As to the nature of the casing and pumping equipment, the same text, based on an abundance of authorities, says: "It is a well-settled rule that casing in wells, derricks, engines, and other machinery and appliances placed upon the land by the lessee for testing, developing and operating the land for oil and gas purposes are trade fixtures. They may, therefore, be removed at any time during the existence of the lease, or within a reasonable time after its termination. If they are not so removed, they become the property of the landowner." Summers on Oil Gas, Perm. Ed., Vol. 3, p. 214, § 526.
The last sentence of that quotation is significant in that if such fixtures do not by attachment to the soil become a part of or partake of the nature of the freehold, then they would not become the property of the landowner.
According to the opinion in Texas Co. v. Daugherty, 107 Tex. 226,176 S.W. 717, 718, L.R.A. 1917F, 989, appellee Adkisson not only owned the minerals conveyed him by the lease, but the possession of the surface, insofar as necessary for the purpose of producing oil. That opinion so holds in this language: "For the purpose of making the exploration and producing all the oil, gas, and other minerals that might be within the ground, and the erection of all structures necessary thereto, as well as their storing and transportation, the possession of the land itself is likewise granted, with no limitation upon the number of wells or shafts that the grantee might sink, or the extent of its operations in that connection, and consequently no qualification of its right of possession to all such parts of the surface * * * as might be necessary to its full use by the grantee for the purposes named."

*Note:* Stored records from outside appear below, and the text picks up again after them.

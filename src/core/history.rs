//! Persisted set of already-downloaded video ids.
//!
//! The history is a JSON array of integer ids on disk. Every mutation is
//! flushed before returning, so the set survives process restarts even after
//! a crash mid-batch.

use std::collections::BTreeSet;
use std::path::{Path, PathBuf};
use tracing::{info, warn};

use crate::core::models::{AppError, AppResult};

pub struct HistoryStore {
    path: PathBuf,
    ids: BTreeSet<u64>,
}

impl HistoryStore {
    /// Load the history from `path`. A missing file yields an empty store; a
    /// corrupt file is discarded with a warning rather than blocking startup.
    pub fn load(path: impl Into<PathBuf>) -> AppResult<Self> {
        let path = path.into();
        let ids = if path.exists() {
            let content = std::fs::read_to_string(&path)?;
            match serde_json::from_str::<Vec<u64>>(&content) {
                Ok(ids) => ids.into_iter().collect(),
                Err(err) => {
                    warn!(
                        path = %path.display(),
                        error = %err,
                        "history file is unreadable, starting with an empty set"
                    );
                    BTreeSet::new()
                }
            }
        } else {
            BTreeSet::new()
        };

        Ok(Self { path, ids })
    }

    pub fn path(&self) -> &Path {
        &self.path
    }

    pub fn contains(&self, id: u64) -> bool {
        self.ids.contains(&id)
    }

    pub fn len(&self) -> usize {
        self.ids.len()
    }

    pub fn is_empty(&self) -> bool {
        self.ids.is_empty()
    }

    /// Record one downloaded id. Flushed to disk before returning.
    pub fn mark_downloaded(&mut self, id: u64) -> AppResult<()> {
        if self.ids.insert(id) {
            self.flush()?;
        }
        Ok(())
    }

    /// Union-merge a set of ids into the history. Returns how many ids were
    /// actually new. Idempotent on identical input.
    pub fn bulk_merge(&mut self, ids: impl IntoIterator<Item = u64>) -> AppResult<usize> {
        let before = self.ids.len();
        self.ids.extend(ids);
        let added = self.ids.len() - before;
        if added > 0 {
            self.flush()?;
        }
        Ok(added)
    }

    /// Drop every recorded id. Flushed to disk before returning.
    pub fn clear(&mut self) -> AppResult<()> {
        if !self.ids.is_empty() {
            self.ids.clear();
            self.flush()?;
        }
        info!("download history cleared");
        Ok(())
    }

    /// Ids in stable ascending order.
    pub fn export_ids(&self) -> Vec<u64> {
        self.ids.iter().copied().collect()
    }

    /// Serialize the history as the interchange format: a JSON array of ids.
    pub fn export_json(&self) -> AppResult<String> {
        let json = serde_json::to_string(&self.export_ids()).map_err(std::io::Error::from)?;
        Ok(json)
    }

    /// Union-merge a JSON payload into the history. Only a JSON array of
    /// integer ids is accepted; any other shape is rejected with
    /// [`AppError::ImportError`] and the store is left untouched, in memory
    /// and on disk.
    pub fn import_json(&mut self, payload: &str) -> AppResult<usize> {
        let value: serde_json::Value =
            serde_json::from_str(payload).map_err(|_| AppError::ImportError)?;

        let entries = value.as_array().ok_or(AppError::ImportError)?;

        // Validate every entry before touching the set, so a bad payload has
        // no side effects.
        let mut ids = Vec::with_capacity(entries.len());
        for entry in entries {
            ids.push(entry.as_u64().ok_or(AppError::ImportError)?);
        }

        let added = self.bulk_merge(ids)?;
        info!(added, total = self.ids.len(), "history import merged");
        Ok(added)
    }

    fn flush(&self) -> AppResult<()> {
        if let Some(parent) = self.path.parent() {
            if !parent.as_os_str().is_empty() {
                std::fs::create_dir_all(parent)?;
            }
        }
        let json = serde_json::to_string(&self.export_ids()).map_err(std::io::Error::from)?;
        std::fs::write(&self.path, json)?;
        Ok(())
    }
}

#[cfg(test)]
mod tests {
    use super::*;
    use tempfile::tempdir;

    fn store_in(dir: &tempfile::TempDir) -> HistoryStore {
        HistoryStore::load(dir.path().join("history.json")).unwrap()
    }

    #[test]
    fn starts_empty_without_a_file() {
        let dir = tempdir().unwrap();
        let store = store_in(&dir);
        assert!(store.is_empty());
    }

    #[test]
    fn mark_downloaded_is_flushed_before_returning() {
        let dir = tempdir().unwrap();
        let mut store = store_in(&dir);

        store.mark_downloaded(42).unwrap();
        store.mark_downloaded(7).unwrap();

        // A fresh load from the same path sees both ids.
        let reloaded = store_in(&dir);
        assert!(reloaded.contains(42));
        assert!(reloaded.contains(7));
        assert_eq!(reloaded.len(), 2);
    }

    #[test]
    fn export_is_ordered_ascending() {
        let dir = tempdir().unwrap();
        let mut store = store_in(&dir);
        store.bulk_merge([9, 1, 5]).unwrap();
        assert_eq!(store.export_ids(), vec![1, 5, 9]);
    }

    #[test]
    fn import_rejects_non_array_payload_without_side_effects() {
        let dir = tempdir().unwrap();
        let mut store = store_in(&dir);
        store.mark_downloaded(1).unwrap();

        let err = store.import_json(r#"{"ids": [2, 3]}"#).unwrap_err();
        assert!(matches!(err, AppError::ImportError));
        assert_eq!(store.export_ids(), vec![1]);

        let reloaded = store_in(&dir);
        assert_eq!(reloaded.export_ids(), vec![1]);
    }

    #[test]
    fn import_rejects_non_integer_entries_without_side_effects() {
        let dir = tempdir().unwrap();
        let mut store = store_in(&dir);
        store.mark_downloaded(1).unwrap();

        let err = store.import_json(r#"[2, "three", 4]"#).unwrap_err();
        assert!(matches!(err, AppError::ImportError));
        assert_eq!(store.export_ids(), vec![1]);
    }

    #[test]
    fn export_then_import_round_trips() {
        let dir = tempdir().unwrap();
        let mut store = store_in(&dir);

        // Empty history round-trips to an empty history.
        let empty = store.export_json().unwrap();
        assert_eq!(store.import_json(&empty).unwrap(), 0);
        assert!(store.is_empty());

        store.bulk_merge([10, 20, 30]).unwrap();
        let json = store.export_json().unwrap();

        // Union-merge is idempotent on identical input.
        assert_eq!(store.import_json(&json).unwrap(), 0);
        assert_eq!(store.export_ids(), vec![10, 20, 30]);
    }

    #[test]
    fn import_merges_into_existing_set() {
        let dir = tempdir().unwrap();
        let mut store = store_in(&dir);
        store.bulk_merge([1, 2]).unwrap();

        let added = store.import_json("[2, 3, 4]").unwrap();
        assert_eq!(added, 2);
        assert_eq!(store.export_ids(), vec![1, 2, 3, 4]);
    }

    #[test]
    fn clear_persists() {
        let dir = tempdir().unwrap();
        let mut store = store_in(&dir);
        store.bulk_merge([1, 2, 3]).unwrap();

        store.clear().unwrap();
        assert!(store.is_empty());

        let reloaded = store_in(&dir);
        assert!(reloaded.is_empty());
    }

    #[test]
    fn corrupt_file_degrades_to_empty_store() {
        let dir = tempdir().unwrap();
        let path = dir.path().join("history.json");
        std::fs::write(&path, "not json at all").unwrap();

        let store = HistoryStore::load(&path).unwrap();
        assert!(store.is_empty());
    }
}
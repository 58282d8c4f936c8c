use serde::{Deserialize, Serialize};

/// Axis-aligned box over which a synthetic function is defined.
#[derive(Debug, Clone, PartialEq, Serialize, Deserialize)]
pub struct Domain {
    /// Lower and upper bound for each dimension.
    pub bounds: Vec<(f64, f64)>,
}

impl Domain {
    pub fn new(bounds: Vec<(f64, f64)>) -> Self {
        Self { bounds }
    }

    /// The unit hypercube [0, 1]^dim.
    pub fn unit(dim: usize) -> Self {
        Self {
            bounds: vec![(0.0, 1.0); dim],
        }
    }

    pub fn dim(&self) -> usize {
        self.bounds.len()
    }

    pub fn contains(&self, x: &[f64]) -> bool {
        x.len() == self.bounds.len()
            && x
                .iter()
                .zip(&self.bounds)
                .all(|(v, (low, high))| *v >= *low && *v <= *high)
    }

    /// Project a point onto the box.
    pub fn clip(&self, x: &[f64]) -> Vec<f64> {
        x.iter()
            .zip(&self.bounds)
            .map(|(v, (low, high))| v.clamp(*low, *high))
            .collect()
    }
}
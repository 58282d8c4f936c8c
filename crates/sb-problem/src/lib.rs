//! # sb-problem
//!
//! Problem resolution for synbench: the synthetic-function collection, the
//! per-study parameter table, the simulated worker pool, reporter sinks, and
//! [`resolve_problem`], which assembles them into a [`ProblemDescriptor`].

pub mod functions;
pub mod reporter;
pub mod resolver;
pub mod study;
pub mod worker;

pub use functions::{get_function, FunctionCaller, Objective, RawFn, SyntheticFunction};
pub use reporter::{get_reporter, BufferReporter, Reporter, SilentReporter, StdoutReporter};
pub use resolver::{resolve_problem, EvaluationOptions, ProblemDescriptor, ProblemSummary};
pub use study::StudyParameters;
pub use worker::{DispatchedJob, SyntheticWorkerManager};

As applied to the facts of the instant case, it cannot be denied that if Costello, the owner of one tract, had drilled the wells himself and had put casing in them, the casing would have become a part of the freehold and would pass to the purchaser of the land from him. The same is true of the other items affixed to the soil and the wells, rendering the lease a live and producing unit. 10 R.C.L., p. 143, § 125.
True, the ownership of such equipment and rights thereto as between the lessor (landowner) and the lessee is generally fixed by the stipulations in the lease protecting same as personal property of the lessee with right to remove within reasonable time after expiration of the lease, etc. *Page 299 31 T. J. p. 924, § 24 et seq. However, the controversy presented by the instant suit is one between a third party, the District, whose condemnation rights have destroyed the appellee's property in a leasehold estate which he could not keep in existence without active operation which necessitated retention of the fixtures on the ground and did not permit their removal. Watson v. Rochmill, 137 Tex. 565, .155 S.W.2d 783, 137 A.L.R. 1032.
The law applicable in condemnation proceedings, where such fixtures are involved is stated in 10 R.C.L. p. 143, par. 125, as follows: "Where fixtures are of such a character that if put in by the owner, they would constitute a part of the real estate, they must be paid for as realestate by the party condemning the land."
Stated somewhat differently, Lewis on Eminent Domain, 3rd Ed., Vol. 2, p. 1276, says: "Fixtures upon the property taken must be valued and paid for as a part of the real estate and any depreciation in the value of fixtures upon the part not taken is to be taken into consideration the same as damages to the soil." See 20 C. J., p. 799, 29 C.J.S., Eminent Domain, § 175.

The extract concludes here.